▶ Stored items
****************************************
//! Docker Detection - compose 파일 탐색과 데몬 상태 확인
//!
//! 감지는 파일시스템 관찰만 수행합니다. compose 파일이 하나도 없으면
//! 이 프로젝트에 해당 없음(None)으로 판정합니다.

use super::DockerSettings;
use async_trait::async_trait;
use compass_core::ContextExtension;
use compass_foundation::Result;
use parking_lot::RwLock;
use serde_json::{json, Value};
use std::path::Path;
use std::sync::Arc;
use tracing::debug;

/// 인식하는 compose 파일 이름들
pub const COMPOSE_FILE_NAMES: [&str; 4] = [
    "docker-compose.yml",
    "docker-compose.yaml",
    "compose.yml",
    "compose.yaml",
];

/// override 파일 이름
pub const COMPOSE_OVERRIDE_FILE: &str = "docker-compose.override.yml";

/// Docker 데몬 소켓 경로
const DOCKER_SOCKET: &str = "/var/run/docker.sock";

/// Docker 컨텍스트 확장
///
/// 프로젝트 루트와 `vcs/` 바로 아래 한 단계에서 compose 파일을 찾고,
/// 데몬 구동 여부를 함께 보고합니다. 찾은 파일 목록은 공유 슬롯에도
/// 기록되어 compose 실행자 제공자가 `COMPOSE_FILE` 주입에 사용합니다.
pub struct DockerExtension {
    settings: Arc<RwLock<DockerSettings>>,
    detected: Arc<RwLock<Vec<String>>>,
}

impl DockerExtension {
    pub(crate) fn new(
        settings: Arc<RwLock<DockerSettings>>,
        detected: Arc<RwLock<Vec<String>>>,
    ) -> Self {
        Self { settings, detected }
    }

    /// 루트와 vcs/ 한 단계 아래에서 compose 파일 수집 (루트 상대 경로)
    fn find_compose_files(&self, project_root: &Path) -> Vec<String> {
        let mut files: Vec<String> = self.settings.read().compose_files.clone();

        for name in COMPOSE_FILE_NAMES {
            if project_root.join(name).is_file() && !files.iter().any(|f| f == name) {
                files.push(name.to_string());
            }
        }

        let vcs = project_root.join("vcs");
        if let Ok(entries) = std::fs::read_dir(&vcs) {
            let mut checkouts: Vec<_> = entries
                .filter_map(|e| e.ok())
                .filter(|e| e.path().is_dir())
                .collect();
            checkouts.sort_by_key(|e| e.file_name());

            for checkout in checkouts {
                for name in COMPOSE_FILE_NAMES {
                    if checkout.path().join(name).is_file() {
                        let relative =
                            format!("vcs/{}/{}", checkout.file_name().to_string_lossy(), name);
                        if !files.contains(&relative) {
                            files.push(relative);
                        }
                    }
                }
            }
        }

        files
    }
}

/// Docker 데몬 구동 여부 (소켓 존재 + 바이너리 존재)
pub fn docker_daemon_running() -> bool {
    Path::new(DOCKER_SOCKET).exists() && which::which("docker").is_ok()
}

#[async_trait]
impl ContextExtension for DockerExtension {
    fn name(&self) -> &str {
        "docker"
    }

    async fn detect(&self, project_root: &Path) -> Result<Option<Value>> {
        let compose_files = self.find_compose_files(project_root);
        *self.detected.write() = compose_files.clone();

        if compose_files.is_empty() {
            debug!(root = %project_root.display(), "no compose files; docker not applicable");
            return Ok(None);
        }

        let mut data = serde_json::Map::new();
        data.insert("compose_files".into(), json!(compose_files));
        data.insert("docker_running".into(), json!(docker_daemon_running()));

        if project_root.join(COMPOSE_OVERRIDE_FILE).is_file() {
            data.insert("compose_override".into(), json!(COMPOSE_OVERRIDE_FILE));
        }

        Ok(Some(Value::Object(data)))
    }

    /// compose_files는 합집합, 나머지 키는 나중 값 우선
    fn merge(&self, existing: Option<Value>, incoming: Option<Value>) -> Result<Option<Value>> {
        let (Some(Value::Object(mut base)), Some(Value::Object(overlay))) = (existing.clone(), incoming.clone())
        else {
            return Ok(compass_core::merge_values(existing, incoming));
        };

        for (key, value) in overlay {
            if key == "compose_files" {
                let mut merged: Vec<Value> = base
                    .get("compose_files")
                    .and_then(Value::as_array)
                    .cloned()
                    .unwrap_or_default();
                if let Some(incoming_files) = value.as_array() {
                    for file in incoming_files {
                        if !merged.contains(file) {
                            merged.push(file.clone());
                        }
                    }
                }
                base.insert(key, Value::Array(merged));
            } else {
                base.insert(key, value);
            }
        }

        Ok(Some(Value::Object(base)))
    }
}

#[cfg(test)]
mod tests {
    use super::*;

    fn extension() -> DockerExtension {
        DockerExtension::new(
            Arc::new(RwLock::new(DockerSettings::default())),
            Arc::new(RwLock::new(Vec::new())),
        )
    }

    #[tokio::test]
    async fn test_detect_returns_none_without_compose_files() {
        let dir = tempfile::tempdir().unwrap();

        let result = extension().detect(dir.path()).await.unwrap();

        assert!(result.is_none());
    }

    #[tokio::test]
    async fn test_detect_finds_root_compose_file() {
        let dir = tempfile::tempdir().unwrap();
        std::fs::write(dir.path().join("docker-compose.yml"), "services: {}").unwrap();

        let data = extension().detect(dir.path()).await.unwrap().unwrap();

        assert_eq!(data["compose_files"], json!(["docker-compose.yml"]));
        assert!(data.get("docker_running").is_some());
        assert!(data.get("compose_override").is_none());
    }

    #[tokio::test]
    async fn test_detect_finds_worktree_compose_files() {
        let dir = tempfile::tempdir().unwrap();
        let checkout = dir.path().join("vcs").join("feature-x");
        std::fs::create_dir_all(&checkout).unwrap();
        std::fs::write(checkout.join("compose.yaml"), "services: {}").unwrap();

        let data = extension().detect(dir.path()).await.unwrap().unwrap();

        assert_eq!(
            data["compose_files"],
            json!(["vcs/feature-x/compose.yaml"])
        );
    }

    #[tokio::test]
    async fn test_detect_reports_override_file() {
        let dir = tempfile::tempdir().unwrap();
        std::fs::write(dir.path().join("docker-compose.yml"), "services: {}").unwrap();
        std::fs::write(dir.path().join(COMPOSE_OVERRIDE_FILE), "services: {}").unwrap();

        let data = extension().detect(dir.path()).await.unwrap().unwrap();

        assert_eq!(data["compose_override"], json!(COMPOSE_OVERRIDE_FILE));
    }

    #[tokio::test]
    async fn test_configured_files_come_first() {
        let settings = Arc::new(RwLock::new(DockerSettings {
            compose_files: vec!["custom.yml".into()],
            ..DockerSettings::default()
        }));
        let dir = tempfile::tempdir().unwrap();
        std::fs::write(dir.path().join("docker-compose.yml"), "services: {}").unwrap();

        let data = DockerExtension::new(settings, Arc::new(RwLock::new(Vec::new())))
            .detect(dir.path())
            .await
            .unwrap()
            .unwrap();

        assert_eq!(
            data["compose_files"],
            json!(["custom.yml", "docker-compose.yml"])
        );
    }

    #[tokio::test]
    async fn test_detect_records_files_in_shared_slot() {
        let detected = Arc::new(RwLock::new(Vec::new()));
        let ext = DockerExtension::new(
            Arc::new(RwLock::new(DockerSettings::default())),
            Arc::clone(&detected),
        );

        let dir = tempfile::tempdir().unwrap();
        std::fs::write(dir.path().join("docker-compose.yml"), "services: {}").unwrap();
        ext.detect(dir.path()).await.unwrap();
        assert_eq!(*detected.read(), vec!["docker-compose.yml".to_string()]);

        // 다음 패스에서 파일이 사라지면 기록도 비워진다
        let empty = tempfile::tempdir().unwrap();
        ext.detect(empty.path()).await.unwrap();
        assert!(detected.read().is_empty());
    }

    #[test]
    fn test_merge_unions_compose_files() {
        let merged = extension()
            .merge(
                Some(json!({ "compose_files": ["a.yml"], "docker_running": false })),
                Some(json!({ "compose_files": ["a.yml", "b.yml"], "docker_running": true })),
            )
            .unwrap()
            .unwrap();

        assert_eq!(merged["compose_files"], json!(["a.yml", "b.yml"]));
        assert_eq!(merged["docker_running"], json!(true));
    }

    #[test]
    fn test_merge_identities() {
        let data = json!({ "docker_running": true });

        let ext = extension();
        assert_eq!(ext.merge(None, Some(data.clone())).unwrap(), Some(data.clone()));
        assert_eq!(ext.merge(Some(data.clone()), None).unwrap(), Some(data));
        assert_eq!(ext.merge(None, None).unwrap(), None);
    }
}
****************************************
Search the records for the string "custom" and, wherever a line contains it, please copy that line.

            compose_files: vec!["custom.yml".into()],
            json!(["custom.yml", "docker-compose.yml"])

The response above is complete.